We were out the door early. My sister picked us up a 5 am to drive us to Naniamo for the first flight of the day. I was unusually groggy, since we had been up late finishing the last of the packing for the two and a half weeks we would be away. And watching the Canucks lose the Stanly Cup final to Boston. Grrrr. We briefly stopped at Tim Hortons for some terrible coffee and equally terrible muffins for breakfast(What is it with that place anyways, it is really bad) I couldn't make my own coffee that morning since the Bodun committed suicide the night before by jumping out of the cupboard at me, launching glass all over the kitchen.

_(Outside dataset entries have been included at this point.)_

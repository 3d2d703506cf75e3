//! FastCGI upstream support: record framing, a connection pool to one
//! upstream app, and the completion stage that lets a client connection
//! wait on an upstream reply without blocking a worker thread. Supplements
//! the distilled core with a real exerciser for the continuation protocol
//! (see `crate::continuation`) rather than a synthetic stub.

pub mod completion_stage;
pub mod connection_pool;
pub mod proto;

pub use completion_stage::{FcgiCompletionStage, FcgiRequestHandler};
pub use connection_pool::ConnectionPool;
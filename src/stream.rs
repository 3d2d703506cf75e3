//! Per-connection input/output streams: `InputStream` reads a connection's
//! fd into a single growable `PagedBuffer`, `OutputStream` is a queue of
//! `Writeable`s drained in order as the socket accepts writes.

use std::collections::VecDeque;
use std::io;
use std::os::unix::io::{FromRawFd, RawFd};

use crate::buffer::writeable::Writeable;
use crate::buffer::PagedBuffer;

pub struct InputStream {
    fd: RawFd,
    buffer: PagedBuffer,
}

impl InputStream {
    pub fn new(fd: RawFd) -> InputStream {
        InputStream {
            fd,
            buffer: PagedBuffer::new(),
        }
    }

    /// Reads whatever is currently available on the fd into the buffer.
    pub fn read_into_buffer(&mut self) -> io::Result<usize> {
        let file = std::mem::ManuallyDrop::new(unsafe { std::fs::File::from_raw_fd(self.fd) });
        let mut reader = &*file;
        self.buffer.read_from_fd(&mut reader)
    }

    pub fn buffer(&self) -> &PagedBuffer {
        &self.buffer
    }

    pub fn buffer_mut(&mut self) -> &mut PagedBuffer {
        &mut self.buffer
    }

    pub fn close(&mut self) {
        self.buffer.clear();
    }
}

/// A FIFO chain of `Writeable`s pending output on a connection's fd.
pub struct OutputStream {
    fd: RawFd,
    writeables: VecDeque<Writeable>,
    memory_usage: usize,
}

impl OutputStream {
    pub fn new(fd: RawFd) -> OutputStream {
        OutputStream {
            fd,
            writeables: VecDeque::new(),
            memory_usage: 0,
        }
    }

    pub fn append_data(&mut self, data: &[u8]) {
        if let Some(Writeable::Buffer(_)) = self.writeables.back() {
            let appended = self.writeables.back_mut().unwrap().append(data);
            if appended {
                self.memory_usage += data.len();
                return;
            }
        }

        self.append_writeable(Writeable::External(data.to_vec()));
    }

    pub fn append_file(&mut self, file: std::sync::Arc<crate::sys::fd::FileDesc>, offset: u64, len: u64) {
        self.append_writeable(Writeable::FileRange {
            file,
            offset,
            remaining: len,
        });
    }

    pub fn append_writeable(&mut self, w: Writeable) -> u64 {
        let size = w.size();
        self.memory_usage += w.memory_usage();
        self.writeables.push_back(w);
        size
    }

    pub fn is_done(&self) -> bool {
        self.writeables.is_empty()
    }

    pub fn memory_usage(&self) -> usize {
        self.memory_usage
    }

    /// Writes as much of the front of the queue as the socket accepts in
    /// one call, popping fully-written entries. Returns bytes written;
    /// `Ok(0)` with the queue still non-empty means the socket would block.
    pub fn write_into_output(&mut self) -> io::Result<usize> {
        let mut total = 0;

        while let Some(front) = self.writeables.front_mut() {
            match front.write_to_fd(self.fd) {
                Ok(0) => break,
                Ok(n) => {
                    total += n;
                    front.consume(n);
                    self.memory_usage = self.memory_usage.saturating_sub(n);

                    if front.eof() {
                        self.writeables.pop_front();
                    } else {
                        break;
                    }
                }
                Err(ref e) if e.kind() == io::ErrorKind::WouldBlock && total > 0 => break,
                Err(e) => return Err(e),
            }
        }

        Ok(total)
    }
}

#[cfg(test)]
mod tests {
    use super::*;
    use std::os::unix::io::AsRawFd;

    #[test]
    fn output_stream_tracks_memory_usage_and_drains() {
        let (mut a, mut b) = std::os::unix::net::UnixStream::pair().unwrap();
        a.set_nonblocking(true).unwrap();

        let mut out = OutputStream::new(a.as_raw_fd());
        out.append_data(b"hello");
        assert!(!out.is_done());
        assert_eq!(out.memory_usage(), 5);

        let n = out.write_into_output().unwrap();
        assert_eq!(n, 5);
        assert!(out.is_done());

        let mut buf = [0u8; 5];
        std::io::Read::read_exact(&mut b, &mut buf).unwrap();
        assert_eq!(&buf, b"hello");
    }
}
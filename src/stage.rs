//! A stage is a named worker pool pulling connections off its own
//! [`QueueScheduler`] and running a [`Handler`] against each one.
//!
//! One divergence from the original core worth calling out: `Mutex`'s
//! guard type in the standard library is `!Send`, so a connection's lock
//! can never literally cross a thread boundary the way the original's
//! `BlockOutStage` hand-off kept it held across a direct call into the
//! next stage from a different worker thread. Here, forwarding a
//! connection to another stage always releases the lock first and lets
//! that stage's own `pick_task` re-acquire it — see `Outcome::Forward`.
//! `Requeue`/`Release` behave exactly as in the original.

use std::sync::Arc;
use std::thread::ThreadId;
use std::time::Duration;

use crate::connection::{Connection, ConnectionInner};
use crate::controller::{AutoScalable, Controller};
use crate::scheduler::{Picked, QueueScheduler};

/// What a stage should do with a connection once its handler returns.
pub enum Outcome {
    /// Release the lock and hand the connection to another stage's
    /// scheduler.
    Forward(Arc<QueueScheduler>),
    /// Release the lock and re-enqueue on this same stage (there's
    /// immediately more to do, e.g. a short read that didn't drain the
    /// socket).
    Requeue,
    /// Release the lock and do nothing further; some other event (a
    /// `PollInStage` readability notification, a continuation resume)
    /// will re-add the connection later.
    Release,
    /// Release the lock, then hand the connection to an arbitrary
    /// next step that isn't a bare `QueueScheduler` — `PollOutStage`,
    /// for instance, registers the fd on an epoll instance rather than
    /// pushing onto a FIFO.
    Custom(Box<dyn FnOnce(Arc<Connection>) + Send>),
}

pub trait Handler: Send + Sync {
    fn process(&self, conn: &Arc<Connection>, inner: &mut ConnectionInner) -> Outcome;
}

const PICK_WAIT: Duration = Duration::from_millis(200);

pub struct Stage {
    pub name: String,
    scheduler: Arc<QueueScheduler>,
    handler: Arc<dyn Handler>,
    controller: Arc<Controller>,
    thread_count: std::sync::atomic::AtomicUsize,
    reschedule_hook: std::sync::Mutex<Option<Arc<dyn Fn() + Send + Sync>>>,
}

impl Stage {
    /// Builds a stage with its own fresh scheduler.
    pub fn new(name: impl Into<String>, suppress_connection_lock: bool, handler: Arc<dyn Handler>) -> Arc<Stage> {
        Stage::with_scheduler(name, QueueScheduler::new(suppress_connection_lock), handler)
    }

    /// Builds a stage that shares `scheduler` with whatever already holds
    /// a handle to it — used when another stage needs to hand connections
    /// straight into this one by name.
    pub fn with_scheduler(name: impl Into<String>, scheduler: Arc<QueueScheduler>, handler: Arc<dyn Handler>) -> Arc<Stage> {
        Arc::new_cyclic(|weak: &std::sync::Weak<Stage>| {
            let autoscale: Arc<dyn AutoScalable> = Arc::new(WeakStage(weak.clone()));
            Stage {
                name: name.into(),
                scheduler,
                handler,
                controller: Controller::spawn(autoscale),
                thread_count: std::sync::atomic::AtomicUsize::new(0),
                reschedule_hook: std::sync::Mutex::new(None),
            }
        })
    }

    pub fn scheduler(&self) -> &Arc<QueueScheduler> {
        &self.scheduler
    }

    /// Installs the pipeline-wide `reschedule_all` callback this stage's
    /// worker loop runs after releasing a connection's lock, so a worker
    /// blocked in another stage's `pick_task` because it found this
    /// connection locked gets woken up immediately instead of waiting out
    /// `PICK_WAIT`. Set once by `Pipeline::build` after every stage exists.
    pub fn set_reschedule_hook(&self, hook: Arc<dyn Fn() + Send + Sync>) {
        *self.reschedule_hook.lock().unwrap() = Some(hook);
    }

    fn reschedule_all(&self) {
        if let Some(hook) = self.reschedule_hook.lock().unwrap().as_ref() {
            hook();
        }
    }

    pub fn sched_add(&self, conn: Arc<Connection>) {
        self.scheduler.add_task(conn);
    }

    /// Spawns one worker thread running `main_loop`, returning its id so
    /// the controller can track it as auto-created.
    pub fn start_thread(self: &Arc<Self>) -> ThreadId {
        let stage = self.clone();
        let handle = std::thread::Builder::new()
            .name(format!("tube-{}", self.name))
            .spawn(move || stage.main_loop())
            .expect("spawning a stage worker thread");

        self.thread_count.fetch_add(1, std::sync::atomic::Ordering::Relaxed);
        handle.thread().id()
    }

    fn main_loop(self: Arc<Self>) {
        let id = std::thread::current().id();

        loop {
            match self.scheduler.pick_task(PICK_WAIT) {
                Picked::Nothing => {
                    // Auto-created threads shrink the pool back down once
                    // there's nothing left to do; the handful of threads
                    // started at initialization keep polling forever so a
                    // stage never drops to zero workers.
                    if self.controller.is_auto_created(id) {
                        self.controller.exit_auto_thread(id);
                        self.thread_count.fetch_sub(1, std::sync::atomic::Ordering::Relaxed);
                        break;
                    }
                }
                Picked::Connection(conn) => {
                    self.controller.increase_load(1);
                    let outcome = {
                        let mut guard = conn.lock();
                        self.handler.process(&conn, &mut guard)
                    };
                    self.controller.decrease_load(1);

                    match outcome {
                        Outcome::Forward(next) => {
                            next.add_task(conn);
                            self.reschedule_all();
                        }
                        Outcome::Requeue => {
                            self.scheduler.add_task(conn);
                            self.reschedule_all();
                        }
                        Outcome::Release => {
                            self.reschedule_all();
                        }
                        Outcome::Custom(f) => f(conn),
                    }
                }
            }
        }
    }
}

struct WeakStage(std::sync::Weak<Stage>);

impl AutoScalable for WeakStage {
    fn start_thread(&self) -> ThreadId {
        match self.0.upgrade() {
            Some(stage) => stage.start_thread(),
            None => std::thread::current().id(),
        }
    }
}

Upon arrival at the baggage check the woman checking us in decided that she had to see our camp stove, because they can't be on the airplane if there is any fuel left over in the burner. Well trying to find a stove the size of a can of beans in two boxes filled with stuffed panniers is almost impossible, so everything had to come out. She checked it out and said it was fine, but caused us a lot of stress. Boxes were repacked and sent through the x-ray machine. The only problem was that the bike boxes wouldn't fit through it, so they had to go in the back, be opened up and checked by one of the security people. So much stress. Once it was all said and done we got on the plane for a quick trip to Vancouver. The flight takes about 15 minutes, flying over Georgia Strait, and the Gulf Islands. It is a picturesque view. The aircraft never gets to high so there is a good view the who time.
At YVR, my girlfriend managed to talk us in at the buisiness class lounge. That was cool. I was already tired from the lack of sleep and the stress of flying. Food was great for the mood, so we wondered over to our gate. I saw Gino Reda from TSN waiting at the gate next to us. That was cool. He was in town for the hockey game. I was surprised I didn't see more media there that I would have recognized.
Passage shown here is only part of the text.